Again wit da AND and Repetitions
Marc.McDonald at Design-Intelligence.com
Marc.McDonald at Design-Intelligence.com
Tue May 18 00:28:17 BST 1999
Steve Dahl pointed out my mental typo minutes after posting and I cleverly
replied to him and not xml-dev. I meant the case later described:
((c,d,e,f,g) | (c,d,e,f,h)).
>From reading appendix E of the XML spec, I put a lot more work into my
pattern validator than needed. It does <n> element lookbehind, rolling back
to last alternative when pattern fails.
The appendix is still a bit ambiguous since it mentions algorithms to reduce
non-deterministic patterns to deterministic ones and doesn't say if such
reductions are required.
It seems rather arbitrary to allow (b,c,(e | f)) but not ((b,c,e) |
(b,c,f)). A manual re-write is not possible when the 2 patterns may have
been created by entity parameters:
<!ENTITY % a '(b,c,e)'>
<!ENTITY % b '(b,c,f)'>
<!ELEMENT r (%a; | %b;)>
A technique commonly used to enable the reuse element definititions in a
DTD.
Marc B McDonald
Principal Software Scientist
Design Intelligence, Inc
www.design-intelligence.com <http://www.design-intelligence.com>
----------
From: David Brownell [SMTP:david-b at pacbell.net]
Sent: Sunday, May 16, 1999 11:56 AM
To: John Cowan
Cc: xml-dev at ic.ac.uk
Subject: Re: Again wit da AND and Repetitions
John Cowan wrote:
>
> Mark McDonald wrote:
>
> > > <!ELEMENT x (a? | b?)>
> > > <!ELEMENT a (c,d,e,f,g)>
> > > <!ELEMENT b (c,d,e,f,h)>
> > >
> > > With an input of elements c, d, e, f, h in element x.
>
> And David Brownell replied:
>
> > Actually, the content model for "x" is in error there, so any
> > XML processor is allowed to report an error however rudely it
> > chooses to do so.
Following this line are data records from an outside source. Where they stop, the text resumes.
//! Generation service trait and normalized request/response types.
//!
//! The [`GenerationService`] trait abstracts over text-completion and
//! image-synthesis providers, translating between normalized request types
//! and provider-specific HTTP APIs. Transient failures are retried here with
//! exponential backoff; once the budget is exhausted the error surfaces at
//! the step boundary and becomes a run error-log entry, never a panic or an
//! aborted run.
//!
//! Built-in implementations: [`RemoteGeneration`] (OpenAI-compatible chat
//! API plus an image endpoint) and [`MockGeneration`] for tests.

pub mod backoff;
pub mod mock;
pub mod remote;

pub use backoff::BackoffConfig;
pub use mock::MockGeneration;
pub use remote::RemoteGeneration;

use crate::error::Result;
use crate::EngineError;
use async_trait::async_trait;
use reqwest::Client;
use std::sync::Arc;

/// Callback invoked before each transport retry:
/// `(attempt_number, delay_before_retry, reason)`.
pub type RetryCallback<'a> = Option<&'a mut (dyn FnMut(u32, std::time::Duration, &str) + Send)>;

/// A normalized text-completion request.
#[derive(Debug, Clone)]
pub struct CompletionRequest {
    /// The user prompt text.
    pub prompt: String,

    /// System context message framing the model's role.
    pub system_message: String,

    /// Maximum tokens to generate.
    pub max_tokens: u32,

    /// Temperature (0.0 = deterministic, 1.0 = creative).
    pub temperature: f64,
}

impl CompletionRequest {
    pub fn new(prompt: impl Into<String>, system_message: impl Into<String>) -> Self {
        Self {
            prompt: prompt.into(),
            system_message: system_message.into(),
            max_tokens: 2048,
            temperature: 0.7,
        }
    }

    pub fn with_max_tokens(mut self, tokens: u32) -> Self {
        self.max_tokens = tokens;
        self
    }

    pub fn with_temperature(mut self, temperature: f64) -> Self {
        self.temperature = temperature;
        self
    }
}

/// A normalized text-completion response.
#[derive(Debug, Clone)]
pub struct Completion {
    /// The generated text.
    pub text: String,

    /// HTTP status code (for diagnostics/logging).
    pub status: u16,
}

/// A normalized image-synthesis request.
#[derive(Debug, Clone)]
pub struct ImageRequest {
    /// Visual description of the image to synthesize.
    pub prompt: String,
    pub width: u32,
    pub height: u32,
}

impl ImageRequest {
    pub fn new(prompt: impl Into<String>, width: u32, height: u32) -> Self {
        Self {
            prompt: prompt.into(),
            width,
            height,
        }
    }

    /// `"WIDTHxHEIGHT"` dimension string used on image assets.
    pub fn dimensions(&self) -> String {
        format!("{}x{}", self.width, self.height)
    }
}

/// Handle to a synthesized image.
#[derive(Debug, Clone)]
pub struct ImageHandle {
    /// Provider-assigned identifier.
    pub id: String,

    /// Location of the rendered image, if the provider hosts it.
    pub url: Option<String>,

    pub width: u32,
    pub height: u32,
}

/// Abstraction over text-completion and image-synthesis providers.
///
/// Implementors translate the normalized request types into the provider's
/// HTTP API. Both calls fail with [`EngineError::Provider`] on non-success
/// statuses; transient failures are the caller's to retry via
/// [`with_backoff`] / [`with_backoff_image`].
///
/// Object-safe; designed to be used as `Arc<dyn GenerationService>`.
#[async_trait]
pub trait GenerationService: Send + Sync {
    /// Execute a text-completion call.
    async fn complete(&self, client: &Client, request: &CompletionRequest) -> Result<Completion>;

    /// Execute an image-synthesis call.
    async fn synthesize(&self, client: &Client, request: &ImageRequest) -> Result<ImageHandle>;

    /// Human-readable name for logging and diagnostics.
    fn name(&self) -> &'static str;
}

/// Check whether an error is retryable under the given backoff config.
///
/// Retryable conditions:
/// - [`EngineError::Provider`] with a status in `config.retryable_statuses`
/// - [`EngineError::Request`] (connection/transport errors)
pub fn is_retryable(error: &EngineError, config: &BackoffConfig) -> bool {
    match error {
        EngineError::Provider { status, .. } => config.retryable_statuses.contains(status),
        EngineError::Request(_) => true,
        _ => false,
    }
}

/// Execute a completion call with transport-level retry.
///
/// Returns the first successful response, or the last error once the retry
/// budget is exhausted. The cancellation flag is checked before each attempt
/// and again after each backoff sleep.
pub async fn with_backoff(
    service: &Arc<dyn GenerationService>,
    client: &Client,
    request: &CompletionRequest,
    config: &BackoffConfig,
    cancel: Option<&std::sync::atomic::AtomicBool>,
    mut on_retry: RetryCallback<'_>,
) -> Result<Completion> {
    let mut last_error: Option<EngineError> = None;

    for attempt in 0..=config.max_retries {
        if let Some(flag) = cancel {
            if flag.load(std::sync::atomic::Ordering::Relaxed) {
                return Err(EngineError::Cancelled);
            }
        }

        if attempt > 0 {
            let delay = retry_delay(&last_error, config, attempt);
            let reason = last_error
                .as_ref()
                .map(|e| e.to_string())
                .unwrap_or_default();
            if let Some(ref mut cb) = on_retry {
                cb(attempt, delay, &reason);
            }
            tracing::debug!(attempt, delay_ms = delay.as_millis() as u64, %reason, "retrying completion");
            tokio::time::sleep(delay).await;

            if let Some(flag) = cancel {
                if flag.load(std::sync::atomic::Ordering::Relaxed) {
                    return Err(EngineError::Cancelled);
                }
            }
        }

        match service.complete(client, request).await {
            Ok(response) => return Ok(response),
            Err(e) => {
                if attempt < config.max_retries && is_retryable(&e, config) {
                    last_error = Some(e);
                    continue;
                }
                return Err(e);
            }
        }
    }

    Err(last_error.unwrap_or(EngineError::Other(
        "backoff loop exited unexpectedly".into(),
    )))
}

/// Execute an image-synthesis call with transport-level retry.
///
/// Same policy as [`with_backoff`].
pub async fn with_backoff_image(
    service: &Arc<dyn GenerationService>,
    client: &Client,
    request: &ImageRequest,
    config: &BackoffConfig,
    cancel: Option<&std::sync::atomic::AtomicBool>,
    mut on_retry: RetryCallback<'_>,
) -> Result<ImageHandle> {
    let mut last_error: Option<EngineError> = None;

    for attempt in 0..=config.max_retries {
        if let Some(flag) = cancel {
            if flag.load(std::sync::atomic::Ordering::Relaxed) {
                return Err(EngineError::Cancelled);
            }
        }

        if attempt > 0 {
            let delay = retry_delay(&last_error, config, attempt);
            let reason = last_error
                .as_ref()
                .map(|e| e.to_string())
                .unwrap_or_default();
            if let Some(ref mut cb) = on_retry {
                cb(attempt, delay, &reason);
            }
            tracing::debug!(attempt, delay_ms = delay.as_millis() as u64, %reason, "retrying synthesis");
            tokio::time::sleep(delay).await;

            if let Some(flag) = cancel {
                if flag.load(std::sync::atomic::Ordering::Relaxed) {
                    return Err(EngineError::Cancelled);
                }
            }
        }

        match service.synthesize(client, request).await {
            Ok(response) => return Ok(response),
            Err(e) => {
                if attempt < config.max_retries && is_retryable(&e, config) {
                    last_error = Some(e);
                    continue;
                }
                return Err(e);
            }
        }
    }

    Err(last_error.unwrap_or(EngineError::Other(
        "backoff loop exited unexpectedly".into(),
    )))
}

/// Delay before retry `attempt`, honoring `Retry-After` when configured.
fn retry_delay(
    last_error: &Option<EngineError>,
    config: &BackoffConfig,
    attempt: u32,
) -> std::time::Duration {
    if let Some(EngineError::Provider {
        retry_after: Some(ra),
        ..
    }) = last_error
    {
        if config.respect_retry_after {
            return *ra;
        }
    }
    config.delay_for_attempt(attempt - 1)
}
That content model is "ambigious".
>
> I can only assume that both of you are suffering from brain farts.
> Any "x" that contains anything but an "a" or a "b" is obviously
> invalid. You are talking as if the above declarations were:
>
> <!ENTITY % a "(c,d,e,f,g)">
> <!ENTITY % b "(c,d,e,f,h)">
> <!ELEMENT x (%a;? | %b;?)>
>
> Element declarations refer to lexically apparent objects
(elements),
> not to mere groups of elements defined by pseudo-BNF.
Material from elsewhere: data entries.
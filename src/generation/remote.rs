//! Remote generation backend for OpenAI-compatible chat APIs.
//!
//! [`RemoteGeneration`] translates normalized [`CompletionRequest`]s into
//! `/v1/chat/completions` calls (Groq, OpenAI, Together and compatibles)
//! and [`ImageRequest`]s into a `/v1/images/generations`-shaped call that
//! returns a hosted image URL.

use super::{Completion, CompletionRequest, GenerationService, ImageHandle, ImageRequest};
use crate::error::Result;
use crate::EngineError;
use async_trait::async_trait;
use reqwest::Client;
use serde_json::{json, Value};

/// Backend for hosted OpenAI-compatible providers.
///
/// Chat completions: `POST {base_url}/v1/chat/completions` with a
/// system + user message pair. Image synthesis:
/// `POST {base_url}/v1/images/generations`.
///
/// API keys are sent as `Authorization: Bearer {key}` when configured.
#[derive(Debug, Clone)]
pub struct RemoteGeneration {
    base_url: String,
    model: String,
    api_key: Option<String>,
}

impl RemoteGeneration {
    pub fn new(base_url: impl Into<String>, model: impl Into<String>) -> Self {
        Self {
            base_url: normalize_base_url(&base_url.into()),
            model: model.into(),
            api_key: None,
        }
    }

    /// Set the API key sent as a bearer token.
    pub fn with_api_key(mut self, key: impl Into<String>) -> Self {
        self.api_key = Some(key.into());
        self
    }

    pub fn model(&self) -> &str {
        &self.model
    }

    fn build_chat_body(&self, request: &CompletionRequest) -> Value {
        json!({
            "model": self.model,
            "messages": [
                {"role": "system", "content": request.system_message},
                {"role": "user", "content": request.prompt},
            ],
            "max_tokens": request.max_tokens,
            "temperature": request.temperature,
            "stream": false,
        })
    }

    /// Parse a Retry-After header value as seconds.
    fn parse_retry_after(value: &str) -> Option<std::time::Duration> {
        value
            .trim()
            .parse::<u64>()
            .ok()
            .map(std::time::Duration::from_secs)
    }

    async fn send(&self, client: &Client, url: &str, body: &Value) -> Result<Value> {
        let mut req = client.post(url).json(body);
        if let Some(ref key) = self.api_key {
            req = req.bearer_auth(key);
        }
        let resp = req.send().await?;

        let status = resp.status().as_u16();
        if !resp.status().is_success() {
            let retry_after = resp
                .headers()
                .get("retry-after")
                .and_then(|v| v.to_str().ok())
                .and_then(Self::parse_retry_after);
            let text = resp.text().await.unwrap_or_default();
            return Err(EngineError::Provider {
                status,
                body: text,
                retry_after,
            });
        }

        Ok(resp.json().await?)
    }
}

#[async_trait]
impl GenerationService for RemoteGeneration {
    async fn complete(&self, client: &Client, request: &CompletionRequest) -> Result<Completion> {
        let url = format!("{}/v1/chat/completions", self.base_url);
        let body = self.build_chat_body(request);
        let json_resp = self.send(client, &url, &body).await?;

        let text = json_resp
            .get("choices")
            .and_then(|c| c.get(0))
            .and_then(|c| c.get("message"))
            .and_then(|m| m.get("content"))
            .and_then(|v| v.as_str())
            .ok_or_else(|| EngineError::Other("no choices in provider response".to_string()))?
            .trim()
            .to_string();

        Ok(Completion { text, status: 200 })
    }

    async fn synthesize(&self, client: &Client, request: &ImageRequest) -> Result<ImageHandle> {
        let url = format!("{}/v1/images/generations", self.base_url);
        let body = json!({
            "prompt": request.prompt,
            "size": format!("{}x{}", request.width, request.height),
            "n": 1,
        });
        let json_resp = self.send(client, &url, &body).await?;

        let entry = json_resp
            .get("data")
            .and_then(|d| d.get(0))
            .ok_or_else(|| EngineError::Other("no image data in provider response".to_string()))?;

        let image_url = entry.get("url").and_then(|v| v.as_str()).map(String::from);
        let id = entry
            .get("id")
            .and_then(|v| v.as_str())
            .map(String::from)
            .unwrap_or_else(|| format!("img_{}", fastrand::u64(..)));

        Ok(ImageHandle {
            id,
            url: image_url,
            width: request.width,
            height: request.height,
        })
    }

    fn name(&self) -> &'static str {
        "remote"
    }
}

/// Strip known provider path suffixes from a base URL so endpoint paths can
/// be appended without double-pathing.
/// e.g., "https://api.groq.com/openai/v1" -> "https://api.groq.com/openai"
fn normalize_base_url(url: &str) -> String {
    let trimmed = url.trim_end_matches('/');
    for suffix in &["/v1/chat/completions", "/v1/chat", "/v1"] {
        if let Some(stripped) = trimmed.strip_suffix(suffix) {
            return stripped.to_string();
        }
    }
    trimmed.to_string()
}

#[cfg(test)]
mod tests {
    use super::*;

    #[test]
    fn test_normalize_base_url_strips_v1() {
        assert_eq!(
            normalize_base_url("https://api.groq.com/openai/v1"),
            "https://api.groq.com/openai"
        );
        assert_eq!(
            normalize_base_url("https://api.openai.com/v1/"),
            "https://api.openai.com"
        );
    }

    #[test]
    fn test_normalize_base_url_preserves_clean() {
        assert_eq!(
            normalize_base_url("https://api.openai.com"),
            "https://api.openai.com"
        );
    }

    #[test]
    fn test_chat_body_shape() {
        let backend = RemoteGeneration::new("https://api.groq.com/openai", "llama3-8b-8192");
        let request = CompletionRequest::new("write an email", "you are a copywriter")
            .with_max_tokens(512)
            .with_temperature(0.4);
        let body = backend.build_chat_body(&request);
        assert_eq!(body["model"], "llama3-8b-8192");
        assert_eq!(body["messages"][0]["role"], "system");
        assert_eq!(body["messages"][1]["content"], "write an email");
        assert_eq!(body["max_tokens"], 512);
    }

    #[test]
    fn test_parse_retry_after() {
        assert_eq!(
            RemoteGeneration::parse_retry_after("30"),
            Some(std::time::Duration::from_secs(30))
        );
        assert_eq!(RemoteGeneration::parse_retry_after("soon"), None);
    }
}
Ah, yes ... I was reacting to the intent, not the exact wording!
Thanks for catching that.
There've been misstatements on this topic. The XML spec is clear
that ambiguous content models are errors. What it does poorly is
say exactly what that means; it basically boils down to a reality
that documents better not have it, "or else". And any parser is
free to do _whatever it wants_ when faced with such errors.